▶ ABOUT THIS EXERCISE:
Identify each line below containing the string "ArtifactStatus" and copy it.

+++ RECORDS SUPPLIED +++

//! Collection export as a ZIP archive.
//!
//! Blobs are streamed in bounded chunks from the artifact store to a
//! blocking writer task over a bounded channel, so at most a few chunks are
//! in flight. The archive itself lives in a spooled temp file: in memory up
//! to `export.spool_threshold_mb`, on disk beyond it.

use serde::Serialize;
use std::io::{self, Read, Seek, SeekFrom, Write};
use std::sync::Arc;
use std::time::Instant;
use tempfile::SpooledTempFile;
use tokio::sync::mpsc;
use zip::write::SimpleFileOptions;
use zip::{CompressionMethod, ZipWriter};

use crate::catalog::CatalogStore;
use crate::config::ExportConfig;
use crate::error::{DarkroomError, Result};
use crate::store::ArtifactStore;
use crate::types::{ArtifactId, CollectionId, DerivedArtifact};

/// Chunks buffered between the store reader and the zip writer.
const CHANNEL_DEPTH: usize = 4;

enum ArchiveOp {
    StartEntry(String),
    Data(Vec<u8>),
}

/// Summary of a finished archive.
#[derive(Debug, Clone, Serialize)]
pub struct ExportSummary {
    pub file_name: String,
    pub entries: Vec<String>,
    /// Artifacts whose blobs were missing from the store
    pub skipped: Vec<ArtifactId>,
    pub size: u64,
}

/// A finished archive, readable in bounded chunks.
///
/// Owns the spooled temp file; dropping it releases memory or deletes the
/// on-disk spill, whether or not it was read to the end.
pub struct ExportedArchive {
    pub summary: ExportSummary,
    file: SpooledTempFile,
    chunk_size: usize,
}

impl ExportedArchive {
    pub fn file_name(&self) -> &str {
        &self.summary.file_name
    }

    pub fn size(&self) -> u64 {
        self.summary.size
    }

    /// Next chunk of at most `chunk_size` bytes, `None` at the end.
    pub fn next_chunk(&mut self) -> io::Result<Option<Vec<u8>>> {
        let mut buf = vec![0u8; self.chunk_size];
        let mut filled = 0;
        while filled < buf.len() {
            match self.file.read(&mut buf[filled..])? {
                0 => break,
                n => filled += n,
            }
        }
        if filled == 0 {
            return Ok(None);
        }
        buf.truncate(filled);
        Ok(Some(buf))
    }

    /// Copy the archive to `out`, chunk by chunk. Returns bytes written.
    pub fn write_to<W: Write>(&mut self, out: &mut W) -> io::Result<u64> {
        let mut written = 0u64;
        while let Some(chunk) = self.next_chunk()? {
            out.write_all(&chunk)?;
            written += chunk.len() as u64;
        }
        out.flush()?;
        Ok(written)
    }
}

impl Iterator for ExportedArchive {
    type Item = io::Result<Vec<u8>>;

    fn next(&mut self) -> Option<Self::Item> {
        self.next_chunk().transpose()
    }
}

/// Packs a collection's linked artifacts into a ZIP.
pub struct ArchiveExporter {
    artifacts: Arc<dyn ArtifactStore>,
    catalog: Arc<dyn CatalogStore>,
    config: ExportConfig,
}

impl ArchiveExporter {
    pub fn new(
        artifacts: Arc<dyn ArtifactStore>,
        catalog: Arc<dyn CatalogStore>,
        config: ExportConfig,
    ) -> Self {
        Self {
            artifacts,
            catalog,
            config,
        }
    }

    /// Build the archive for `collection_id`.
    ///
    /// Missing blobs are skipped. Fails with `EmptyExport` when nothing could
    /// be added, and `NotFound` when the collection does not exist.
    pub async fn export_zip(&self, collection_id: CollectionId) -> Result<ExportedArchive> {
        let start = Instant::now();
        if self.catalog.get_collection(collection_id).await?.is_none() {
            return Err(DarkroomError::NotFound(format!("collection {collection_id}")));
        }
        let linked = self.catalog.artifacts_for_collection(collection_id).await?;
        if linked.is_empty() {
            return Err(DarkroomError::EmptyExport { collection_id });
        }

        let (tx, rx) = mpsc::channel::<ArchiveOp>(CHANNEL_DEPTH);
        let spool_threshold = self.config.spool_threshold_bytes();
        let writer = tokio::task::spawn_blocking(move || write_archive(rx, spool_threshold));

        // On a send error the writer has already failed; its result carries the cause.
        let fed = self.feed(&linked, &tx).await;
        drop(tx);

        let (file, size) = writer
            .await
            .map_err(|e| DarkroomError::Io(io::Error::other(format!("archive task failed: {e}"))))??;
        let (entries, skipped) = fed?;

        if entries.is_empty() {
            return Err(DarkroomError::EmptyExport { collection_id });
        }

        tracing::info!(
            "Exported collection {}: {} entries, {} skipped, {} bytes in {:?}",
            collection_id,
            entries.len(),
            skipped.len(),
            size,
            start.elapsed()
        );

        Ok(ExportedArchive {
            summary: ExportSummary {
                file_name: format!("collection_{collection_id}_filtered_images.zip"),
                entries,
                skipped,
                size,
            },
            file,
            chunk_size: self.config.chunk_size_bytes(),
        })
    }

    /// Stream every available blob into the writer task.
    async fn feed(
        &self,
        linked: &[DerivedArtifact],
        tx: &mpsc::Sender<ArchiveOp>,
    ) -> Result<(Vec<String>, Vec<ArtifactId>)> {
        let mut entries = Vec::new();
        let mut skipped = Vec::new();
        let closed = || DarkroomError::Io(io::Error::new(io::ErrorKind::BrokenPipe, "archive writer stopped"));

        for artifact in linked {
            let mut reader = match self.artifacts.get(&artifact.storage_key).await {
                Ok(reader) => reader,
                Err(e) if e.is_not_found() => {
                    tracing::debug!(
                        "Skipping artifact {}: blob {} missing",
                        artifact.id,
                        artifact.storage_key
                    );
                    skipped.push(artifact.id);
                    continue;
                }
                Err(e) => return Err(e.into()),
            };

            let entry_name = format!("{}_{}", artifact.id, artifact.file_name);
            tx.send(ArchiveOp::StartEntry(entry_name.clone()))
                .await
                .map_err(|_| closed())?;
            while let Some(chunk) = reader.next_chunk(self.config.chunk_size_bytes()).await? {
                tx.send(ArchiveOp::Data(chunk)).await.map_err(|_| closed())?;
            }
            entries.push(entry_name);
        }
        Ok((entries, skipped))
    }
}

/// Blocking side: drain the channel into a deflate ZIP on a spooled file.
fn write_archive(
    mut rx: mpsc::Receiver<ArchiveOp>,
    spool_threshold: usize,
) -> Result<(SpooledTempFile, u64)> {
    let options = SimpleFileOptions::default()
        .compression_method(CompressionMethod::Deflated)
        .large_file(true);
    let mut zip = ZipWriter::new(SpooledTempFile::new(spool_threshold));

    while let Some(op) = rx.blocking_recv() {
        match op {
            ArchiveOp::StartEntry(name) => zip.start_file(name, options).map_err(io::Error::other)?,
            ArchiveOp::Data(bytes) => zip.write_all(&bytes)?,
        }
    }

    let mut file = zip.finish().map_err(io::Error::other)?;
    let size = file.seek(SeekFrom::End(0))?;
    file.seek(SeekFrom::Start(0))?;
    Ok((file, size))
}

#[cfg(test)]
mod tests {
    use super::*;
    use crate::catalog::MemoryCatalog;
    use crate::store::MemoryArtifactStore;
    use crate::types::{ArtifactStatus, NewDerivedArtifact, NewSourceImage};
    use std::io::Cursor;

    async fn seeded(keys: &[(&str, bool)]) -> (Arc<MemoryArtifactStore>, Arc<MemoryCatalog>, i64) {
        let blobs = Arc::new(MemoryArtifactStore::new());
        let catalog = Arc::new(MemoryCatalog::new());
        let c = catalog.create_collection("c", None).await.unwrap();
        let img = catalog
            .create_source_image(
                NewSourceImage {
                    storage_key: "orig".into(),
                    file_name: "orig.png".into(),
                    media_type: "image/png".into(),
                    file_size: 1,
                    checksum: None,
                    metadata: None,
                },
                c.id,
            )
            .await
            .unwrap();
        for (i, (key, present)) in keys.iter().enumerate() {
            if *present {
                blobs
                    .put(key, format!("payload-{key}").into_bytes(), "image/png")
                    .await
                    .unwrap();
            }
            catalog
                .create_artifact(
                    NewDerivedArtifact {
                        source_image_id: img.id,
                        storage_key: key.to_string(),
                        file_name: "filtered_orig.png".into(),
                        media_type: "image/png".into(),
                        file_size: 1,
                        fingerprint: Some(format!("fp{i}")),
                        params: None,
                        status: ArtifactStatus::Completed,
                        error_message: None,
                    },
                    c.id,
                )
                .await
                .unwrap();
        }
        (blobs, catalog, c.id)
    }

    fn exporter(blobs: Arc<MemoryArtifactStore>, catalog: Arc<MemoryCatalog>) -> ArchiveExporter {
        let config = ExportConfig {
            chunk_size_kb: 1,
            ..Default::default()
        };
        ArchiveExporter::new(blobs, catalog, config)
    }

    #[tokio::test]
    async fn test_export_skips_missing_blobs() {
        let (blobs, catalog, cid) = seeded(&[("k1", true), ("k2", false), ("k3", true)]).await;
        let mut archive = exporter(blobs, catalog).export_zip(cid).await.unwrap();

        assert_eq!(archive.summary.entries.len(), 2);
        assert_eq!(archive.summary.skipped.len(), 1);
        assert!(archive.file_name().ends_with(".zip"));

        let mut bytes = Vec::new();
        let written = archive.write_to(&mut bytes).unwrap();
        assert_eq!(written, archive.size());

        let mut zip = zip::ZipArchive::new(Cursor::new(bytes)).unwrap();
        assert_eq!(zip.len(), 2);
        let first = archive.summary.entries[0].clone();
        assert!(first.ends_with("_filtered_orig.png"));
        let mut content = String::new();
        zip.by_name(&first).unwrap().read_to_string(&mut content).unwrap();
        assert_eq!(content, "payload-k1");
    }

    #[tokio::test]
    async fn test_export_all_missing_is_empty_export() {
        let (blobs, catalog, cid) = seeded(&[("k1", false), ("k2", false)]).await;
        let err = exporter(blobs, catalog).export_zip(cid).await.err().unwrap();
        assert!(matches!(err, DarkroomError::EmptyExport { .. }));
    }

    #[tokio::test]
    async fn test_export_no_artifacts_or_no_collection() {
        let (blobs, catalog, cid) = seeded(&[]).await;
        let exp = exporter(blobs, catalog);
        assert!(matches!(
            exp.export_zip(cid).await.err().unwrap(),
            DarkroomError::EmptyExport { .. }
        ));
        assert!(matches!(
            exp.export_zip(cid + 100).await.err().unwrap(),
            DarkroomError::NotFound(_)
        ));
    }

    #[tokio::test]
    async fn test_archive_iterates_in_bounded_chunks() {
        let (blobs, catalog, cid) = seeded(&[("k1", true)]).await;
        blobs.put("k1", vec![9u8; 10_000], "image/png").await.unwrap();
        let archive = exporter(blobs, catalog).export_zip(cid).await.unwrap();
        let size = archive.size();

        let chunks: Vec<Vec<u8>> = archive.map(|c| c.unwrap()).collect();
        assert!(chunks.iter().all(|c| c.len() <= 1024));
        assert_eq!(chunks.iter().map(|c| c.len() as u64).sum::<u64>(), size);
    }
}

+++

▶ ANSWER FOR THIS EXERCISE:
    use crate::types::{ArtifactStatus, NewDerivedArtifact, NewSourceImage};
                        status: ArtifactStatus::Completed,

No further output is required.